Your answer consists of the lines in the data that contain "write". Copy each of them.

Dataset entries:
──────

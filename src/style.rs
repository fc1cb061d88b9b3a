//! Style specifications: the attribute tuples that identify fonts, pens and brushes.
//!
//! Two specs with identical attributes describe the same device resource; the
//! [`ResourceCache`](crate::ResourceCache) relies on the derived `Eq`/`Hash`.

use crate::colour::Colour;
use crate::layout::{Axis, LayoutValue};
use crate::pagesize::PageSpec;
use std::fmt;

/// Regular font weight
pub const WEIGHT_NORMAL: u16 = 400;

/// Bold font weight
pub const WEIGHT_BOLD: u16 = 700;

/// The kind of a device resource
#[derive(Copy, Clone, PartialEq, Eq, Hash, Debug)]
pub enum ResourceKind {
    Font,
    Pen,
    Brush,
}

impl fmt::Display for ResourceKind {
    fn fmt(&self, f: &mut fmt::Formatter<'_>) -> fmt::Result {
        match self {
            ResourceKind::Font => write!(f, "font"),
            ResourceKind::Pen => write!(f, "pen"),
            ResourceKind::Brush => write!(f, "brush"),
        }
    }
}

/// A font, identified by family name, cell height, average character width
/// (0 = the face's natural width), weight and underline.
#[derive(Clone, PartialEq, Eq, Hash, Debug)]
pub struct FontSpec {
    pub name: String,
    /// Text cell height (ascent + descent) in native units
    pub size: i32,
    /// Average character width in native units, 0 for the natural width
    pub width: i32,
    pub weight: u16,
    pub underline: bool,
}

impl FontSpec {
    pub fn new<S: ToString>(name: S, size: i32) -> FontSpec {
        FontSpec {
            name: name.to_string(),
            size,
            width: 0,
            weight: WEIGHT_NORMAL,
            underline: false,
        }
    }

    pub fn bold(mut self) -> FontSpec {
        self.weight = WEIGHT_BOLD;
        self
    }

    pub fn underlined(mut self) -> FontSpec {
        self.underline = true;
        self
    }

    pub fn with_width(mut self, width: i32) -> FontSpec {
        self.width = width;
        self
    }

    /// Parse `name, size[:width][, bold][, underline]`. The size and width are
    /// layout tokens, resolved on the height and width axis respectively.
    pub fn parse(text: &str, page: &PageSpec) -> Result<FontSpec, String> {
        let mut parts = text.split(',').map(str::trim);

        let name = parts.next().unwrap_or_default();
        if name.is_empty() {
            return Err("missing font name".to_string());
        }

        let size = parts.next().ok_or("missing font size")?;
        let (height, width) = match size.split_once(':') {
            Some((height, width)) => (height, Some(width)),
            None => (size, None),
        };

        let mut spec = FontSpec::new(name, resolve_length(height, Axis::Height, page)?);
        if let Some(width) = width {
            spec.width = resolve_length(width, Axis::Width, page)?;
        }

        for flag in parts {
            match flag.to_ascii_lowercase().as_str() {
                "bold" => spec.weight = WEIGHT_BOLD,
                "underline" => spec.underline = true,
                "" => {}
                other => return Err(format!("unknown font flag '{other}'")),
            }
        }

        Ok(spec)
    }
}

/// A solid pen used for outlines and rules
#[derive(Copy, Clone, PartialEq, Eq, Hash, Debug)]
pub struct PenSpec {
    /// Line width in native units
    pub width: i32,
    pub colour: Colour,
}

impl PenSpec {
    /// Parse `width, RRGGBB`
    pub fn parse(text: &str, page: &PageSpec) -> Result<PenSpec, String> {
        let (width, colour) = text
            .split_once(',')
            .ok_or("expected 'width, colour'")?;
        Ok(PenSpec {
            width: resolve_length(width, Axis::Width, page)?,
            colour: Colour::from_hex(colour)?,
        })
    }
}

/// A solid fill
#[derive(Copy, Clone, PartialEq, Eq, Hash, Debug)]
pub struct BrushSpec {
    pub colour: Colour,
}

/// The identity of any device resource
#[derive(Clone, PartialEq, Eq, Hash, Debug)]
pub enum StyleSpec {
    Font(FontSpec),
    Pen(PenSpec),
    Brush(BrushSpec),
}

impl StyleSpec {
    pub fn kind(&self) -> ResourceKind {
        match self {
            StyleSpec::Font(_) => ResourceKind::Font,
            StyleSpec::Pen(_) => ResourceKind::Pen,
            StyleSpec::Brush(_) => ResourceKind::Brush,
        }
    }
}

impl From<FontSpec> for StyleSpec {
    fn from(spec: FontSpec) -> Self {
        StyleSpec::Font(spec)
    }
}

impl From<PenSpec> for StyleSpec {
    fn from(spec: PenSpec) -> Self {
        StyleSpec::Pen(spec)
    }
}

impl From<BrushSpec> for StyleSpec {
    fn from(spec: BrushSpec) -> Self {
        StyleSpec::Brush(spec)
    }
}

/// A text part's font together with its colour
#[derive(Clone, PartialEq, Eq, Debug)]
pub struct TextStyle {
    pub font: FontSpec,
    pub colour: Colour,
}

fn resolve_length(token: &str, axis: Axis, page: &PageSpec) -> Result<i32, String> {
    let value = LayoutValue::parse(token, axis).map_err(|e| e.to_string())?;
    value.check(page).map_err(|e| e.to_string())?;
    Ok(value.resolve(page))
}

#[cfg(test)]
mod test {
    use super::*;
    use crate::pagesize::{Orientation, LETTER};

    fn page() -> PageSpec {
        PageSpec::new(LETTER, Orientation::Landscape)
    }

    #[test]
    fn parses_font_specs() {
        assert_eq!(
            FontSpec::parse("Arial, 300", &page()),
            Ok(FontSpec::new("Arial", 300))
        );
        assert_eq!(
            FontSpec::parse("Times New Roman, 250:90, bold, underline", &page()),
            Ok(FontSpec::new("Times New Roman", 250)
                .with_width(90)
                .bold()
                .underlined())
        );
        assert_eq!(
            FontSpec::parse("Arial, 0.25in, Bold", &page()).map(|f| (f.size, f.weight)),
            Ok((250, WEIGHT_BOLD))
        );
    }

    #[test]
    fn rejects_bad_font_specs() {
        assert!(FontSpec::parse("", &page()).is_err());
        assert!(FontSpec::parse("Arial", &page()).is_err());
        assert!(FontSpec::parse("Arial, big", &page()).is_err());
        assert!(FontSpec::parse("Arial, 300, italic", &page()).is_err());
    }

    #[test]
    fn parses_pens() {
        assert_eq!(
            PenSpec::parse("10, 808080", &page()),
            Ok(PenSpec {
                width: 10,
                colour: Colour::new_rgb_bytes(128, 128, 128)
            })
        );
        assert!(PenSpec::parse("10", &page()).is_err());
        assert!(PenSpec::parse("10, grey", &page()).is_err());
    }

    #[test]
    fn identical_attributes_are_equal_specs() {
        let a: StyleSpec = FontSpec::new("Arial", 300).into();
        let b: StyleSpec = FontSpec::new("Arial", 300).into();
        let c: StyleSpec = FontSpec::new("Arial", 301).into();
        assert_eq!(a, b);
        assert_ne!(a, c);
        assert_eq!(a.kind(), ResourceKind::Font);
    }
}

──────

- [Response for this exercise]:
            ResourceKind::Font => write!(f, "font"),
            ResourceKind::Pen => write!(f, "pen"),
            ResourceKind::Brush => write!(f, "brush"),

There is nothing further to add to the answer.